The Python alternatives NumPy and SciPy are flexible but not as optimized as IDL and MATLAB. As such, you need to deal with addressing space and speed when working with large arrays. One huge advantage of Python are the additional libraries for performing a variety of analytical tasks. There are packages for remote sensing, nonparametric statistics, bindings to spatial classes (e.g. GDAL, LibLAS) to name just some of the added functionality available through packages.
This brings us to R. I am primarily a spatial statistician so, this is my everyday language. The number of available packages is staggering which, in turn, provides access to cutting edge cross-discipline statistical methodologies. However, I have to say that it is very cumbersome when dealing with large data problems. The spatial classes are getting much better and because of the raster package providing the ability to hold large data out of memory I am now able to implement some fairly complex statistical models utilizing large raster arrays. But still, R is slow when dealing with large memory problems. The BigMatrix package allows for writing and processing huge arrays from disk but the coding overhead is not insignificant There are also bindings to GDAL and GIS software (e.g., GRASS, SAGA) that allow spatial object processing to occur outside of R in a GIS specific software, which is how I interact with GIS software these days. This allows me to leverage functionality across multiple software without leaving R.

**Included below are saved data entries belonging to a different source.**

use crate::bounds::{BoundingBox, BoxSide};
use crate::edge::{Halfedge, SweepEdge, SweepHalfedge};
use crate::geometry::{
    equal_with_epsilon, greater_than_with_epsilon, less_than_with_epsilon, Point, Site,
};
use tracing::warn;

/// Border segments a single gap can need: every side once, plus the side it started on.
const MAX_BORDER_STEPS: usize = 5;

/// A Voronoi cell: the polygon of points closer to its site than to any other,
/// clipped to the bounding box.
#[derive(Clone, Debug, PartialEq)]
#[cfg_attr(feature = "serde", derive(serde::Serialize, serde::Deserialize))]
pub struct Cell {
    pub(crate) site: Site,
    pub(crate) halfedges: Vec<Halfedge>,
}

impl Cell {
    pub fn id(&self) -> usize {
        self.site.id
    }

    pub fn site(&self) -> Site {
        self.site
    }

    /// Boundary half-edges in counterclockwise order (y pointing down).
    pub fn halfedges(&self) -> &[Halfedge] {
        &self.halfedges
    }

    /// Polygon corners, one per half-edge start point.
    pub fn points(&self) -> Vec<Point> {
        self.halfedges.iter().map(|h| h.start).collect()
    }

    /// Polygon corners as a flat array `[x, y, x, y, ...]`.
    pub fn vertices(&self) -> Vec<f64> {
        self.halfedges.iter().flat_map(|h| [h.start.x, h.start.y]).collect()
    }

    /// Neighbor ID for each half-edge: the adjacent site's ID, or a negative
    /// `BOX_ID_*` constant where the cell touches the bounding box.
    pub fn edge_neighbors(&self) -> Vec<i32> {
        self.halfedges.iter().map(|h| h.neighbor).collect()
    }

    pub fn is_empty(&self) -> bool {
        self.halfedges.is_empty()
    }

    /// True if every half-edge ends where the next one starts, wrapping around.
    pub fn is_closed(&self) -> bool {
        let n = self.halfedges.len();
        n >= 3 && (0..n).all(|i| self.halfedges[i].end.approx_eq(self.halfedges[(i + 1) % n].start))
    }

    pub fn area(&self) -> f64 {
        let n = self.halfedges.len();
        if n < 3 {
            return 0.0;
        }

        let mut area = 0.0;
        for h in &self.halfedges {
            area += h.start.x * h.end.y - h.end.x * h.start.y;
        }
        (area * 0.5).abs()
    }

    /// Area centroid of the polygon; the site itself for degenerate cells.
    pub fn centroid(&self) -> [f64; 2] {
        let n = self.halfedges.len();
        if n < 3 {
            return [self.site.x, self.site.y];
        }

        let mut cx = 0.0;
        let mut cy = 0.0;
        let mut area = 0.0;

        for h in &self.halfedges {
            let (a, b) = (h.start, h.end);
            let cross = a.x * b.y - b.x * a.y;
            area += cross;
            cx += (a.x + b.x) * cross;
            cy += (a.y + b.y) * cross;
        }

        if area.abs() < 1e-9 {
            return [self.site.x, self.site.y];
        }

        let factor = 1.0 / (3.0 * area);
        [cx * factor, cy * factor]
    }
}

/// A cell while the sweep is running.
#[derive(Clone, Debug)]
pub(crate) struct SweepCell {
    pub site: Site,
    pub halfedges: Vec<SweepHalfedge>,
}

impl SweepCell {
    pub fn new(site: Site) -> Self {
        SweepCell {
            site,
            halfedges: Vec::new(),
        }
    }

    /// Drops half-edges on incomplete edges and sorts the rest by descending angle,
    /// i.e. counterclockwise. Returns the number of half-edges left.
    pub fn prepare(&mut self, edges: &[SweepEdge]) -> usize {
        self.halfedges.retain(|h| edges[h.edge].is_complete());
        self.halfedges.sort_by(|a, b| b.angle.total_cmp(&a.angle));
        self.halfedges.len()
    }

    fn push_border(&mut self, at: usize, edges: &mut Vec<SweepEdge>, va: Point, vb: Point, side: BoxSide) {
        let edge_id = edges.len();
        edges.push(SweepEdge::border(self.site, va, vb, side));
        let halfedge = SweepHalfedge::new(edge_id, &edges[edge_id], self.site, None);
        self.halfedges.insert(at, halfedge);
    }

    /// Turns a cell whose site sees no edge inside the box into the whole box.
    fn enclose(&mut self, edges: &mut Vec<SweepEdge>, bbox: &BoundingBox) {
        let [tl, bl, br, tr] = bbox.corners();
        let sides = [
            (tl, bl, BoxSide::Left),
            (bl, br, BoxSide::Bottom),
            (br, tr, BoxSide::Right),
            (tr, tl, BoxSide::Top),
        ];
        for (va, vb, side) in sides {
            let at = self.halfedges.len();
            self.push_border(at, edges, va, vb, side);
        }
    }

    /// Fills every gap between consecutive half-edges by walking the box perimeter
    /// counterclockwise (left, bottom, right, top) from the gap's start to its end.
    fn close(&mut self, edges: &mut Vec<SweepEdge>, bbox: &BoundingBox) {
        let (xl, xr, yt, yb) = (bbox.xl(), bbox.xr(), bbox.yt(), bbox.yb());
        let mut n = self.halfedges.len();
        let mut i_left = 0;
        let mut steps = 0;

        while i_left < n {
            let i_right = (i_left + 1) % n;
            let end = self.halfedges[i_left].end_point(edges).point();
            let start = self.halfedges[i_right].start_point(edges).point();
            let (Some(end), Some(start)) = (end, start) else {
                i_left += 1;
                continue;
            };

            if end.approx_eq(start) {
                steps = 0;
                i_left += 1;
                continue;
            }

            let step = if equal_with_epsilon(end.x, xl) && less_than_with_epsilon(end.y, yb) {
                let y = if equal_with_epsilon(start.x, xl) { start.y } else { yb };
                Some((Point::new(xl, y), BoxSide::Left))
            } else if equal_with_epsilon(end.y, yb) && less_than_with_epsilon(end.x, xr) {
                let x = if equal_with_epsilon(start.y, yb) { start.x } else { xr };
                Some((Point::new(x, yb), BoxSide::Bottom))
            } else if equal_with_epsilon(end.x, xr) && greater_than_with_epsilon(end.y, yt) {
                let y = if equal_with_epsilon(start.x, xr) { start.y } else { yt };
                Some((Point::new(xr, y), BoxSide::Right))
            } else if equal_with_epsilon(end.y, yt) && greater_than_with_epsilon(end.x, xl) {
                let x = if equal_with_epsilon(start.y, yt) { start.x } else { xl };
                Some((Point::new(x, yt), BoxSide::Top))
            } else {
                None
            };

            match step {
                Some(_) if steps >= MAX_BORDER_STEPS => {
                    warn!(site = self.site.id, "gave up closing cell along the bounding box");
                    return;
                }
                Some((vb, side)) => {
                    self.push_border(i_left + 1, edges, end, vb, side);
                    n += 1;
                    steps += 1;
                }
                None => {
                    warn!(site = self.site.id, x = end.x, y = end.y, "open cell boundary is not on the bounding box");
                }
            }
            i_left += 1;
        }
    }
}

/// Prepares every cell and closes it against the bounding box. Border edges created
/// on the way are appended to `edges`.
pub(crate) fn close_cells(cells: &mut [SweepCell], edges: &mut Vec<SweepEdge>, bbox: &BoundingBox) {
    for cell in cells.iter_mut().rev() {
        if cell.prepare(edges) == 0 {
            if bbox.contains(cell.site.point()) {
                cell.enclose(edges, bbox);
            }
            continue;
        }
        cell.close(edges, bbox);
    }
}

So, now that the software cheerleading is out of the way, my recommendation is "yes to all of the above options". Programming is a skill that, once learned, is easily applied to other languages. There are striking similarities between C++, R, IDL and Python. Aside from some coding idiocentricities, what one must learn are the available functions to implement a given model/task. Once this is done it is just a matter of syntax that implements common coding structures.
Sometimes there are things that just work better in a different software or language. I occasionally write code in FORTRAN or C++ because it is just the best choice for a given task. It is a matter of adaptability. You may want to start with Python because, as a scripting language, it can be applied to numerous tasks it also provides availability of packages for specialized analysis, has a number of free online resources and is somewhat easy to learn.